Pada masyarakat pluralistik,
tujuan pendidikan yang lebih praktis ternyata masih sangat bervariasi, yang
mengakibatkan tidak adanya kesamaan bahasa dan terminologi terhadap
tujuan-tujuan kebijakan pendidikan tidak kunjung selesai. Orang tua,
masyarakat, dan pemerintah sama-sama mempunyai tangung jawab dalam pelaksanaan
pendidikan. Akan tetapi, tatkala kebijakan penyelenggaraan pendidikan menjadi
otoritas terpusat pada pemerintah pusat, sehingga praktek manajemen pendidikan
pada level pusat, regional, lokal dan kelembagaan pun menjadi sarana pencapaian
tujuan politik yang diarahkan pada reproduksi ideologi kelompok masyarakat yang
dominan.
3).

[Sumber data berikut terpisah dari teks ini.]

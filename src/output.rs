//! JSON file output for `index.json` and `llm-cache.json`.
//!
//! Files are written pretty-printed to a sibling temp file and renamed into
//! place, so a reader (the viewer server, a static web host) never sees a
//! half-written document.

use anyhow::{Context, Result};
use serde::Serialize;
use std::path::{Path, PathBuf};

pub fn write_json_atomic<T: Serialize + ?Sized>(path: &Path, value: &T) -> Result<()> {
    let json = serde_json::to_string_pretty(value)?;

    if let Some(parent) = path.parent().filter(|p| !p.as_os_str().is_empty()) {
        std::fs::create_dir_all(parent)
            .with_context(|| format!("Failed to create directory {}", parent.display()))?;
    }

    let tmp = temp_path(path);
    std::fs::write(&tmp, json.as_bytes())
        .with_context(|| format!("Failed to write {}", tmp.display()))?;
    std::fs::rename(&tmp, path)
        .with_context(|| format!("Failed to move {} into place", path.display()))?;
    Ok(())
}

fn temp_path(path: &Path) -> PathBuf {
    let mut name = path
        .file_name()
        .map(|n| n.to_os_string())
        .unwrap_or_default();
    name.push(".tmp");
    path.with_file_name(name)
}
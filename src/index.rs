//! Index builder: scan → hash → inspect → reconcile → merge tags → write.
//!
//! Manuals are processed strictly one after another; an uncached manual
//! blocks the loop on its extraction call. Filesystem errors while scanning,
//! reading or writing abort the run before a partial index is written.
//! Extraction and PDF-parsing problems are per-manual and never abort.

use anyhow::{Context, Result};
use chrono::{DateTime, Utc};
use std::collections::HashMap;
use std::path::{Path, PathBuf};

use crate::cache::{ExtractionCache, Lookup};
use crate::config::{Config, LibraryConfig};
use crate::extractor::{create_extractor, MetadataExtractor};
use crate::models::{IndexDocument, ManualRecord};
use crate::output::write_json_atomic;
use crate::pdf::inspect_pdf;
use crate::progress::{IndexProgressEvent, IndexProgressReporter, ProgressMode};
use crate::scan::{hash_bytes, relative_path, scan_library};
use crate::tags::{auto_tags, merge_tags, parse_tags, read_tags_file, sidecar_stem, Tag};

/// Counters from one indexing run.
#[derive(Debug, Default, Clone, PartialEq, Eq)]
pub struct IndexReport {
    pub manuals: usize,
    pub tag_files: usize,
    pub cache_hits: usize,
    pub extracted: usize,
    pub failed: usize,
    pub skipped: usize,
    pub cache_written: bool,
}

impl IndexReport {
    fn count(&mut self, lookup: Lookup) {
        match lookup {
            Lookup::Hit => self.cache_hits += 1,
            Lookup::Extracted => self.extracted += 1,
            Lookup::Failed => self.failed += 1,
            Lookup::Skipped => self.skipped += 1,
        }
    }

    /// Number of calls made to the extraction provider.
    pub fn extraction_calls(&self) -> usize {
        self.extracted + self.failed
    }
}

/// Builds and writes the index for `library` to `index_path`, and writes the
/// extraction cache if it changed.
pub async fn build_index(
    library: &LibraryConfig,
    index_path: &Path,
    extractor: Option<&dyn MetadataExtractor>,
    progress: &dyn IndexProgressReporter,
) -> Result<(IndexDocument, IndexReport)> {
    let root = &library.root;
    progress.report(IndexProgressEvent::Scanning {
        root: root.display().to_string(),
    });

    let scan = scan_library(library)?;
    let sidecars = scan.sidecars();
    let cache_path = library.cache_path();
    let mut cache = ExtractionCache::load(&cache_path);

    let mut report = IndexReport {
        tag_files: scan.tag_files.len(),
        ..Default::default()
    };
    let total = scan.pdfs.len() as u64;
    let mut manuals = Vec::with_capacity(scan.pdfs.len());

    for (i, pdf_path) in scan.pdfs.iter().enumerate() {
        let rel = relative_path(root, pdf_path);
        progress.report(IndexProgressEvent::Indexing {
            n: i as u64 + 1,
            total,
            path: rel.clone(),
        });

        let record =
            index_manual(pdf_path, &rel, &sidecars, &mut cache, extractor, &mut report).await?;
        manuals.push(record);
    }

    let document = IndexDocument {
        generated_at: Utc::now(),
        manuals,
    };

    write_json_atomic(index_path, &document)
        .with_context(|| format!("Failed to write index: {}", index_path.display()))?;
    report.cache_written = cache.store(&cache_path)?;
    if report.cache_written {
        tracing::info!("{} updated", cache_path.display());
    }

    report.manuals = document.manuals.len();
    Ok((document, report))
}

async fn index_manual(
    pdf_path: &Path,
    rel: &str,
    sidecars: &HashMap<PathBuf, PathBuf>,
    cache: &mut ExtractionCache,
    extractor: Option<&dyn MetadataExtractor>,
    report: &mut IndexReport,
) -> Result<ManualRecord> {
    let stat = std::fs::metadata(pdf_path)
        .with_context(|| format!("Failed to stat {}", pdf_path.display()))?;
    let bytes =
        std::fs::read(pdf_path).with_context(|| format!("Failed to read {}", pdf_path.display()))?;
    let content_hash = hash_bytes(&bytes);
    let info = inspect_pdf(&bytes, rel);

    let (metadata, lookup) = cache.reconcile(rel, &content_hash, &info.text, extractor).await;
    report.count(lookup);

    let user_tags = match sidecars.get(&sidecar_stem(pdf_path)) {
        Some(tags_path) => read_tags_file(tags_path)?,
        None => Vec::new(),
    };
    let tags = merge_tags(&auto_tags(&metadata), &parse_tags(&user_tags));

    tracing::info!(
        "indexed {}: brand='{}', model='{}', device='{}', manualType='{}'",
        rel,
        metadata.brand,
        metadata.model,
        metadata.device,
        metadata.manual_type
    );

    let last_modified = stat
        .modified()
        .map(DateTime::<Utc>::from)
        .unwrap_or_else(|_| DateTime::<Utc>::from(std::time::UNIX_EPOCH));

    Ok(ManualRecord {
        path: rel.to_string(),
        filename: pdf_path
            .file_name()
            .map(|n| n.to_string_lossy().to_string())
            .unwrap_or_default(),
        content_hash,
        tags: tags.iter().map(Tag::to_string).collect(),
        page_count: info.page_count,
        title: info.title,
        last_modified,
    })
}

/// `shelf index`: resolves paths from config and CLI overrides, builds the
/// index and prints a summary on stdout.
pub async fn run_index(
    config: &Config,
    root: Option<PathBuf>,
    output: Option<PathBuf>,
    progress: Option<ProgressMode>,
) -> Result<()> {
    let mut library = config.library.clone();
    if let Some(root) = root {
        library.root = root;
    }
    let index_path = output.unwrap_or_else(|| library.index_path());

    let extractor = create_extractor(&config.extraction)?;
    let reporter = progress.unwrap_or_else(ProgressMode::default_for_tty).reporter();

    let (_, report) = build_index(
        &library,
        &index_path,
        extractor.as_deref(),
        reporter.as_ref(),
    )
    .await?;

    println!("index {}", library.root.display());
    println!("  manuals: {}", report.manuals);
    println!("  tag files: {}", report.tag_files);
    println!("  cache hits: {}", report.cache_hits);
    if config.extraction.is_enabled() {
        println!("  extracted: {}", report.extracted);
        println!("  extraction failures: {}", report.failed);
    } else {
        println!("  extraction disabled, skipped: {}", report.skipped);
    }
    println!(
        "  cache: {}",
        if report.cache_written { "updated" } else { "unchanged" }
    );
    println!("Index built at {}", index_path.display());
    Ok(())
}
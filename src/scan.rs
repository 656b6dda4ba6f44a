//! Directory scanner and content hasher.
//!
//! Walks the library root, splitting regular files into PDFs and `.tags`
//! sidecars by file-name suffix (case-insensitive, so a file named just
//! `.pdf` counts), and pairs each PDF
//! with the sidecar that shares its directory and base name.

use anyhow::{bail, Context, Result};
use globset::{Glob, GlobSet, GlobSetBuilder};
use sha2::{Digest, Sha256};
use std::collections::HashMap;
use std::path::{Path, PathBuf};
use walkdir::WalkDir;

use crate::config::LibraryConfig;
use crate::tags::sidecar_stem;

/// Files found under the library root, each list sorted by path.
#[derive(Debug, Default, Clone)]
pub struct ScanResult {
    pub pdfs: Vec<PathBuf>,
    pub tag_files: Vec<PathBuf>,
}

impl ScanResult {
    /// Maps each tag file's pairing stem to the tag file.
    pub fn sidecars(&self) -> HashMap<PathBuf, PathBuf> {
        self.tag_files
            .iter()
            .map(|tags| (sidecar_stem(tags), tags.clone()))
            .collect()
    }
}

pub fn scan_library(config: &LibraryConfig) -> Result<ScanResult> {
    let root = &config.root;
    if !root.is_dir() {
        bail!("Library root does not exist: {}", root.display());
    }

    let exclude_set = build_globset(&config.exclude_globs)?;
    let mut result = ScanResult::default();

    let walker = WalkDir::new(root).follow_links(config.follow_symlinks);
    for entry in walker {
        let entry =
            entry.with_context(|| format!("Failed to scan library root {}", root.display()))?;
        if !entry.file_type().is_file() {
            continue;
        }

        let path = entry.path();
        let relative = relative_path(root, path);
        if exclude_set.is_match(&relative) {
            continue;
        }

        let name = file_name_lowercase(path);
        if name.ends_with(".pdf") {
            result.pdfs.push(path.to_path_buf());
        } else if name.ends_with(".tags") {
            result.tag_files.push(path.to_path_buf());
        }
    }

    result.pdfs.sort();
    result.tag_files.sort();

    tracing::debug!(
        pdfs = result.pdfs.len(),
        tag_files = result.tag_files.len(),
        "scanned {}",
        root.display()
    );

    Ok(result)
}

/// `/`-separated path of `path` relative to `root`.
pub fn relative_path(root: &Path, path: &Path) -> String {
    let relative = path.strip_prefix(root).unwrap_or(path);
    relative
        .components()
        .map(|c| c.as_os_str().to_string_lossy())
        .collect::<Vec<_>>()
        .join("/")
}

fn file_name_lowercase(path: &Path) -> String {
    path.file_name()
        .map(|name| name.to_string_lossy().to_ascii_lowercase())
        .unwrap_or_default()
}

/// `sha256:<hex>` digest of a document's bytes.
pub fn hash_bytes(bytes: &[u8]) -> String {
    format!("sha256:{}", hex::encode(Sha256::digest(bytes)))
}

fn build_globset(patterns: &[String]) -> Result<GlobSet> {
    let mut builder = GlobSetBuilder::new();
    for pattern in patterns {
        builder.add(Glob::new(pattern)?);
    }
    Ok(builder.build()?)
}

Tujuan Kebijakan Dilihat dari
Tingkatan Ekonomi
Tujuan kebijakan dilihat dari
tingkatan ekonom, dapat ditelusuri dari kesadaran pentingnya pendidikan sebagai
investasi jangka pangjang, dengan alasan, bahwa:
Pertama, pendidikan
adalah alat untuk perkembangan ekonomi dan bukan sekedar pertumbuhan ekonomi.
Pada praksis-praksis manajemen pendidikan modern, salah satu dari lima fungsi
pendidikan adalah fungsi teknis-ekonomis baik pada tataran individual hingga
tataran global. Fungsi teknis-ekonomis merujuk pada kontribusi pendidikan untuk
perkembangan ekonomi. Misalnya pendidikan dapat membantu siswa untuk
mendapatkan pengetahuan dan keterampilan yang diperlukan untuk hidup dan
berkompetisi dalam ekonomi yang kompetitif. Secara umum terbukti bahwa semakin
berpendidikan seseorang maka tingkat pendapatannya semakin baik. Hal ini
dimungkinkan karena orang yang berpendidikan lebih produktif dibandingkan
dengan yang tidak berpendidikan.
Kedua, investasi
pendidikan memberikan nilai balik (rate of return) yang lebih tinggi
dari pada investasi fisik di bidang lain. Nilai balik pendidikan adalah
perbandingan antara total biaya yang dikeluarkan untuk membiayai pendidikan
dengan total pendapatan yang akan diperoleh setelah seseorang memasuki dunia
kerja. Pilihan investasi pendidikan juga harus mempertimbangkan tingkatan
pendidikan. Dengan demikian dapat dikemukakan bahwa semakin tinggi tingkat
pendidikan seseorang maka manfaat sosialnya semakin kecil.
c. Unsur-unsur Pokok
Kebijakan Pendidikan
Kerangka analisis yang ditujukan
pada proses kebijakan mencakup paling tidak mengandung empat unsur yang harus
diperhatikan, yaitu: (1) unsur masalah; (2) tujuan; (3) cara kerja atau
cara pemecahan masalah; dan (4) otoritas publik. Unsur masalah berkaitan
dengan bidang-bidang garapan pemerintahan seperti pendidikan, kesejahteraan
masyarakat, kesehatan masyarakat, pengembangan wilayah, hubungan luar negeri,
pertahanan dan keamanan, perpajakan, kependudukan dan lain-lain; Unsur ini
lebih dikenal dengan bidang ideologi, politik, sosial-budaya, pertahanan dan
keamanan; Unsur tujuan itu berkenaan dengan sasaran yang
hendak dicapai melalui program-program yang telah ditetapkan oleh negara.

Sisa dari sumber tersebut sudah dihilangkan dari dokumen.